**Task instructions**
Scan the listing beneath this sentence. Report each line with the word "needs".
########################################
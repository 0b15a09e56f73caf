//! The Guardian's resource-state invariant machine (component C4).
//!
//! Enforces `min <= lower <= upper <= current <= max` with
//! `current - boundary = upper` and `upper - boundary = lower` for every
//! guarded container resource, repairing by recomputing `upper`/`lower`
//! from `current` when a repairable violation is found. Applications are
//! never passed through here — see §4.4 point 5.

mod repair;

pub use repair::{repair_resource, run, RepairOutcome};
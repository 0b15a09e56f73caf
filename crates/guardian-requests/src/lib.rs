//! The Guardian's RequestEngine (component C7).
//!
//! Turns reduced per-resource event counters into rescale requests: for
//! every active request-generating rule whose resource has a reduced
//! entry, evaluates the rule against that entry, computes a clamped
//! amount via [`guardian_amount`], and emits a [`Request`]. Tracks how
//! many events of the triggering name should be consumed per resource,
//! regardless of whether the computed amount ended up zero (§4.7 step 6;
//! scenario S2).

use std::collections::HashMap;

use guardian_amount::{compute, ClampInputs, PolicyInputs};
use guardian_core::{Generates, Limits, Request, Resource, ResourceState, Rule, ScaleCounters, Structure, StructureSubtype};
use guardian_events::{pick_scale_direction, ReducedCounters};
use guardian_rules::{evaluate, RuleEvalError};
use serde_json::Value;

/// A rule whose request was skipped, and why.
#[derive(Debug, Clone, PartialEq, Eq)]
pub struct SkippedRule {
    pub rule_name: String,
    pub reason: String,
}

/// Everything [`generate_requests`] needs for one structure's tick.
pub struct RequestParams<'a> {
    pub structure: &'a Structure,
    pub rules: &'a [Rule],
    pub reduced: &'a HashMap<Resource, ReducedCounters>,
    pub limits: &'a Limits,
    /// Derived-metric usage map, same shape as [`guardian_events::GenerateParams::usages`].
    pub usages: &'a HashMap<String, f64>,
    pub cpu_shares_per_watt: i64,
    pub now: i64,
}

/// Result of one call to [`generate_requests`].
#[derive(Debug, Clone, Default)]
pub struct RequestOutcome {
    pub requests: Vec<Request>,
    /// Event name -> how many of that name to consume for this structure,
    /// via `DocStore::delete_num_events_by_structure`.
    pub events_to_remove: HashMap<String, u32>,
    pub skipped_rules: Vec<SkippedRule>,
    /// Rules that fired with an unset/unknown `rescale_by`, falling back
    /// to the `amount` policy (§4.5).
    pub rescale_by_fallback_warnings: Vec<String>,
}

fn usage_for(resource: Resource, usages: &HashMap<String, f64>, resources: &HashMap<Resource, ResourceState>) -> f64 {
    let key = match resource {
        Resource::Cpu => "structure.cpu.usage",
        Resource::Mem => "structure.mem.usage",
        Resource::Energy => "structure.energy.usage",
        Resource::Disk => "structure.disk.usage",
        Resource::Net => "structure.net.usage",
    };
    usages
        .get(key)
        .copied()
        .filter(|v| !v.is_nan())
        .or_else(|| resources.get(&resource).and_then(|r| r.usage).map(|u| u as f64))
        .unwrap_or(0.0)
}

/// Runs request-rule evaluation for one structure's tick.
pub fn generate_requests(params: &RequestParams<'_>) -> RequestOutcome {
    let mut outcome = RequestOutcome::default();
    let is_container = params.structure.subtype == StructureSubtype::Container;

    for rule in params.rules {
        if !rule.active || rule.generates != Generates::Requests {
            continue;
        }

        let Some(counters) = params.reduced.get(&rule.resource) else {
            continue;
        };

        if is_container
            && params
                .structure
                .resources
                .get(&rule.resource)
                .and_then(|r| r.current)
                .is_none()
        {
            outcome.skipped_rules.push(SkippedRule {
                rule_name: rule.name.clone(),
                reason: format!(
                    "no current value for container '{}' resource '{}', can't rescale",
                    params.structure.name, rule.resource
                ),
            });
            continue;
        }

        let ctx = reduced_context(*counters);
        match evaluate(&rule.rule, &ctx) {
            Ok(result) if is_truthy(&result) => {}
            Ok(_) => continue,
            Err(RuleEvalError::MissingField(field)) => {
                outcome.skipped_rules.push(SkippedRule {
                    rule_name: rule.name.clone(),
                    reason: format!("missing field '{field}'"),
                });
                continue;
            }
            Err(RuleEvalError::Malformed(reason)) => {
                outcome.skipped_rules.push(SkippedRule {
                    rule_name: rule.name.clone(),
                    reason,
                });
                continue;
            }
        }

        let resource_state = params.structure.resources.get(&rule.resource);
        let current = resource_state.and_then(|r| r.current).unwrap_or(0);
        let resource_limits = params.limits.resources.get(&rule.resource).copied().unwrap_or_default();
        let energy_state = params.structure.resources.get(&Resource::Energy);

        let policy_inputs = PolicyInputs {
            rule_amount: rule.amount,
            rescale_by: rule.rescale_by,
            resource: rule.resource,
            usage: usage_for(rule.resource, params.usages, &params.structure.resources),
            current,
            boundary: resource_limits.boundary,
            energy_max: energy_state.map(|r| r.max).unwrap_or(0),
            energy_usage: usage_for(Resource::Energy, params.usages, &params.structure.resources),
            cpu_shares_per_watt: params.cpu_shares_per_watt,
        };
        let clamp_inputs = ClampInputs {
            min: resource_state.map(|r| r.min).unwrap_or(0),
            max: resource_state.map(|r| r.max).unwrap_or(0),
            lower: resource_limits.lower,
        };

        let (amount, used_default) = compute(&policy_inputs, clamp_inputs);
        if used_default {
            outcome
                .rescale_by_fallback_warnings
                .push(format!("rule '{}' has no rescale_by policy, defaulting to amount", rule.name));
        }

        if amount != 0 {
            let (resource, for_energy) = guardian_amount::remap_energy_to_cpu(rule.resource);
            let mut request = Request {
                resource,
                amount,
                structure: params.structure.name.clone(),
                structure_type: params.structure.subtype,
                action: action_for_amount(amount),
                timestamp: params.now,
                host: None,
                host_rescaler_ip: None,
                host_rescaler_port: None,
                for_energy,
            };
            if is_container {
                if let Some(host) = &params.structure.host {
                    request.host = Some(host.host.clone());
                    request.host_rescaler_ip = Some(host.host_rescaler_ip.clone());
                    request.host_rescaler_port = Some(host.host_rescaler_port);
                }
            }
            outcome.requests.push(request);
        }

        match pick_scale_direction(counters.up, counters.down) {
            Ok(direction) => {
                let event_name = format!("{}_{}", rule.resource, direction);
                *outcome.events_to_remove.entry(event_name).or_insert(0) += rule.events_to_remove;
            }
            Err(reason) => outcome.skipped_rules.push(SkippedRule {
                rule_name: rule.name.clone(),
                reason: format!("reduced counters {reason}"),
            }),
        }
    }

    outcome
}

fn reduced_context(counters: ReducedCounters) -> Value {
    serde_json::json!({
        "events": { "scale": { "up": counters.up, "down": counters.down } }
    })
}

fn is_truthy(v: &Value) -> bool {
    match v {
        Value::Bool(b) => *b,
        Value::Null => false,
        Value::Number(n) => n.as_f64().map(|f| f != 0.0).unwrap_or(false),
        _ => true,
    }
}

fn action_for_amount(amount: i64) -> ScaleCounters {
    if amount >= 0 {
        ScaleCounters { up: 1, down: 0 }
    } else {
        ScaleCounters { up: 0, down: 1 }
    }
}
//! A flat retry interval and a bounded attempt counter.
//!
//! The DocStore facade needs two distinct retry shapes (§4.1): an
//! immediate refetch-and-rebase retry on a version conflict, and a flat
//! 2-second sleep-and-retry on "collection missing", both capped at 5
//! attempts. Unlike the teacher's `ReconnectPolicy`, which grows its delay
//! exponentially across attempts, the collection-missing backoff observed
//! in the source this was distilled from never grows: every retry sleeps
//! the same fixed duration. `FixedInterval` models exactly that one
//! policy rather than the teacher's full exponential/jittered family.

use std::time::Duration;

/// A backoff that always waits the same duration, regardless of attempt
/// number. Default matches the DocStore contract's "starting 2s".
#[derive(Debug, Clone, Copy, PartialEq, Eq)]
pub struct FixedInterval {
    delay: Duration,
}

impl FixedInterval {
    pub fn new(delay: Duration) -> Self {
        Self { delay }
    }

    pub fn delay(&self) -> Duration {
        self.delay
    }

    /// Suspends the current task for this interval's delay.
    pub async fn wait(&self) {
        tokio::time::sleep(self.delay).await;
    }
}

impl Default for FixedInterval {
    fn default() -> Self {
        Self {
            delay: Duration::from_secs(2),
        }
    }
}

/// A bounded count of retry attempts, shared by both of the DocStore's
/// retry loops (conflict-rebase and missing-collection).
#[derive(Debug, Clone, Copy)]
pub struct AttemptBudget {
    max: u32,
    used: u32,
}

impl AttemptBudget {
    pub fn new(max: u32) -> Self {
        Self { max, used: 0 }
    }

    /// The 5-attempt cap used throughout the DocStore facade.
    pub fn docstore_default() -> Self {
        Self::new(5)
    }

    /// Records one attempt. Returns `false` once the budget is exhausted
    /// (the caller should surface `ConflictExhausted` or give up).
    pub fn try_consume(&mut self) -> bool {
        if self.used >= self.max {
            return false;
        }
        self.used += 1;
        true
    }

    pub fn attempts_used(&self) -> u32 {
        self.used
    }

    pub fn exhausted(&self) -> bool {
        self.used >= self.max
    }
}
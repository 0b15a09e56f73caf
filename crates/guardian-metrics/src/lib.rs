//! The Guardian's MetricsClient facade (component C2).
//!
//! Aggregates named OpenTSDB-like time series over a trailing window into
//! the handful of derived usage metrics the rest of the pipeline reads by
//! name (`structure.cpu.usage`, `structure.mem.usage`,
//! `structure.energy.usage`). A missing or empty series yields [`NO_DATA`]
//! rather than an error: the caller decides whether an all-`NO_DATA`
//! structure counts as unmonitored (§4.2, §8 property 7).

mod http;
#[cfg(any(test, feature = "test-util"))]
mod memory;
mod tags;

pub use http::HttpMetricsClient;
#[cfg(any(test, feature = "test-util"))]
pub use memory::InMemoryMetricsClient;
pub use tags::{derived_metrics_for, source_metrics_for, tag_key_for};

use std::collections::HashMap;

use async_trait::async_trait;
use guardian_core::{GuardianResult, StructureSubtype};

/// A single derived-metric aggregate, keyed by derived metric name
/// (e.g. `"structure.cpu.usage"`). Entries are `guardian_core::NO_DATA`
/// (`f64::NAN`) when the underlying series was missing or empty.
pub type UsageMap = HashMap<String, f64>;

/// Windowed time-series aggregation (§4.2).
///
/// `source_metrics` maps each derived metric to the raw series it is
/// computed from (typically their mean); `derived_metrics` lists which
/// derived metrics the caller wants back. Implementations fold
/// `source_metrics` tags with `tags` to scope the query to one structure.
#[async_trait]
pub trait MetricsClient: Send + Sync {
    async fn query(
        &self,
        tags: &HashMap<String, String>,
        window_seconds: u64,
        delay_seconds: u64,
        source_metrics: &HashMap<String, Vec<String>>,
        derived_metrics: &[String],
        now: i64,
    ) -> GuardianResult<UsageMap>;
}

/// Runs [`MetricsClient::query`] with the fixed container/application
/// mappings from §4.2, scoped to one structure by name.
///
/// `now` is the tick's single timestamp (see `TickScheduler::run_tick`); it
/// is forwarded into the query window computation so every component of one
/// tick agrees on "now" instead of each one sampling the wall clock itself.
pub async fn query_structure_usage(
    client: &dyn MetricsClient,
    structure_name: &str,
    subtype: StructureSubtype,
    window_seconds: u64,
    delay_seconds: u64,
    now: i64,
) -> GuardianResult<UsageMap> {
    let tag_key = tag_key_for(subtype);
    let tags = HashMap::from([(tag_key.to_string(), structure_name.to_string())]);
    let source_metrics = source_metrics_for(subtype);
    let derived_metrics = derived_metrics_for(subtype);
    client
        .query(&tags, window_seconds, delay_seconds, &source_metrics, &derived_metrics, now)
        .await
}

/// True when every entry in `usages` is [`guardian_core::NO_DATA`]: the
/// structure is unmonitored and the tick skips it (§4.2, property 7).
pub fn is_unmonitored(usages: &UsageMap) -> bool {
    !usages.is_empty() && usages.values().all(|v| guardian_core::is_no_data(*v))
}
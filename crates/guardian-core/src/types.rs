//! Shared document types exchanged between the Guardian components and the
//! store/metrics facades.
//!
//! These mirror the JSON-shaped documents described by the data model: a
//! closed `Resource` enum in place of free-form string keys, and explicit
//! optional fields in place of the `"n/a"` sentinel string used by the
//! original source.

use std::collections::HashMap;

use serde::{Deserialize, Serialize};

/// A guarded resource kind. `cpu` is measured in shares, `mem` in MiB,
/// `energy` in watts.
#[derive(Debug, Clone, Copy, PartialEq, Eq, Hash, Serialize, Deserialize)]
#[serde(rename_all = "lowercase")]
pub enum Resource {
    Cpu,
    Mem,
    Energy,
    Disk,
    Net,
}

impl Resource {
    /// Resources for which [`crate::config::Config::non_adjustable`] always
    /// returns true: amount clamping is skipped for these.
    pub fn is_non_adjustable(self) -> bool {
        matches!(self, Resource::Energy)
    }

    pub fn as_str(self) -> &'static str {
        match self {
            Resource::Cpu => "cpu",
            Resource::Mem => "mem",
            Resource::Energy => "energy",
            Resource::Disk => "disk",
            Resource::Net => "net",
        }
    }

    pub fn parse(label: &str) -> Option<Resource> {
        match label {
            "cpu" => Some(Resource::Cpu),
            "mem" => Some(Resource::Mem),
            "energy" => Some(Resource::Energy),
            "disk" => Some(Resource::Disk),
            "net" => Some(Resource::Net),
            _ => None,
        }
    }
}

impl std::fmt::Display for Resource {
    fn fmt(&self, f: &mut std::fmt::Formatter<'_>) -> std::fmt::Result {
        f.write_str(self.as_str())
    }
}

/// Whether a structure is an individual container or an application
/// composed of containers.
#[derive(Debug, Clone, Copy, PartialEq, Eq, Serialize, Deserialize)]
#[serde(rename_all = "lowercase")]
pub enum StructureSubtype {
    Container,
    Application,
}

/// How a structure is guarded. Only `Serverless` is an active policy; any
/// other value leaves the structure untouched by the fan-out step.
#[derive(Debug, Clone, PartialEq, Eq, Serialize, Deserialize)]
#[serde(rename_all = "lowercase")]
pub enum GuardPolicy {
    Serverless,
    Fixed,
    #[serde(other)]
    Unknown,
}

/// A single resource's state within a structure's `resources` map.
///
/// `current` is absent for applications and for containers that have not
/// yet been actuated; `energy` carries its reading in `usage` rather than
/// `current` (see the amount policy's energy handling).
#[derive(Debug, Clone, Copy, PartialEq, Eq, Default, Serialize, Deserialize)]
pub struct ResourceState {
    pub min: i64,
    pub max: i64,
    #[serde(default)]
    pub current: Option<i64>,
    #[serde(default)]
    pub usage: Option<i64>,
    #[serde(default)]
    pub guard: bool,
}

/// Optional host routing metadata carried on container structures and
/// propagated onto requests.
#[derive(Debug, Clone, PartialEq, Eq, Default, Serialize, Deserialize)]
pub struct HostInfo {
    pub host: String,
    pub host_rescaler_ip: String,
    pub host_rescaler_port: u16,
}

/// A guarded workload: a container or an application composed of
/// containers.
#[derive(Debug, Clone, PartialEq, Eq, Serialize, Deserialize)]
pub struct Structure {
    pub name: String,
    pub subtype: StructureSubtype,
    pub guard: bool,
    pub guard_policy: GuardPolicy,
    #[serde(flatten, default)]
    pub host: Option<HostInfo>,
    pub resources: HashMap<Resource, ResourceState>,
}

/// Per-resource `{lower, upper, boundary}`, co-owned by the operator and
/// the repairer.
#[derive(Debug, Clone, Copy, PartialEq, Eq, Default, Serialize, Deserialize)]
pub struct ResourceLimits {
    pub lower: i64,
    pub upper: i64,
    pub boundary: i64,
}

/// The `limits` companion document for a structure.
#[derive(Debug, Clone, PartialEq, Eq, Serialize, Deserialize)]
pub struct Limits {
    pub name: String,
    pub resources: HashMap<Resource, ResourceLimits>,
}

/// What a rule produces when it fires.
#[derive(Debug, Clone, Copy, PartialEq, Eq, Serialize, Deserialize)]
#[serde(rename_all = "lowercase")]
pub enum Generates {
    Events,
    Requests,
}

/// How [`crate::types::Rule::amount`] or the reduced-events counters are
/// turned into a signed rescale amount.
#[derive(Debug, Clone, Copy, PartialEq, Eq, Serialize, Deserialize)]
#[serde(rename_all = "snake_case")]
pub enum RescaleBy {
    Amount,
    FitToUsage,
    Proportional,
}

/// The `events.scale.up|down` counters carried on a rule's `action` and
/// used to name the event/request it produces.
#[derive(Debug, Clone, Copy, PartialEq, Eq, Default, Serialize, Deserialize)]
pub struct ScaleCounters {
    #[serde(default)]
    pub up: u32,
    #[serde(default)]
    pub down: u32,
}

#[derive(Debug, Clone, Copy, PartialEq, Eq, Default, Serialize, Deserialize)]
pub struct RuleAction {
    #[serde(default)]
    pub events: RuleActionEvents,
}

#[derive(Debug, Clone, Copy, PartialEq, Eq, Default, Serialize, Deserialize)]
pub struct RuleActionEvents {
    #[serde(default)]
    pub scale: ScaleCounters,
}

/// A declarative rule: a predicate over a JSON-shaped context, plus what to
/// do when it fires.
#[derive(Debug, Clone, PartialEq, Serialize, Deserialize)]
pub struct Rule {
    pub name: String,
    pub active: bool,
    pub resource: Resource,
    pub rule: serde_json::Value,
    pub generates: Generates,
    pub action: RuleAction,
    #[serde(default)]
    pub amount: Option<i64>,
    #[serde(default)]
    pub rescale_by: Option<RescaleBy>,
    #[serde(default)]
    pub events_to_remove: u32,
}

/// A single observation that a limit was crossed. Events accumulate until
/// they age out or are consumed by a triggered request.
#[derive(Debug, Clone, PartialEq, Eq, Serialize, Deserialize)]
pub struct Event {
    pub name: String,
    pub resource: Resource,
    pub structure: String,
    pub action: ScaleCounters,
    /// Epoch seconds.
    pub timestamp: i64,
}

/// An aggregated decision to change `current` by a signed amount.
#[derive(Debug, Clone, PartialEq, Eq, Serialize, Deserialize)]
pub struct Request {
    pub resource: Resource,
    pub amount: i64,
    pub structure: String,
    pub structure_type: StructureSubtype,
    pub action: ScaleCounters,
    pub timestamp: i64,
    #[serde(default)]
    pub host: Option<String>,
    #[serde(default)]
    pub host_rescaler_ip: Option<String>,
    #[serde(default)]
    pub host_rescaler_port: Option<u16>,
    #[serde(default)]
    pub for_energy: bool,
}

/// The sentinel a [`crate::config`]-driven metrics query returns for a
/// derived metric with no samples in its window.
pub const NO_DATA: f64 = f64::NAN;

/// True if a metrics sample should be treated as [`NO_DATA`]. `NaN` never
/// compares equal to itself, so this is the only correct way to test it.
pub fn is_no_data(v: f64) -> bool {
    v.is_nan()
}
########################################
**Your solution**
/// Everything [`generate_requests`] needs for one structure's tick.
//! The DocStore facade needs two distinct retry shapes (§4.1): an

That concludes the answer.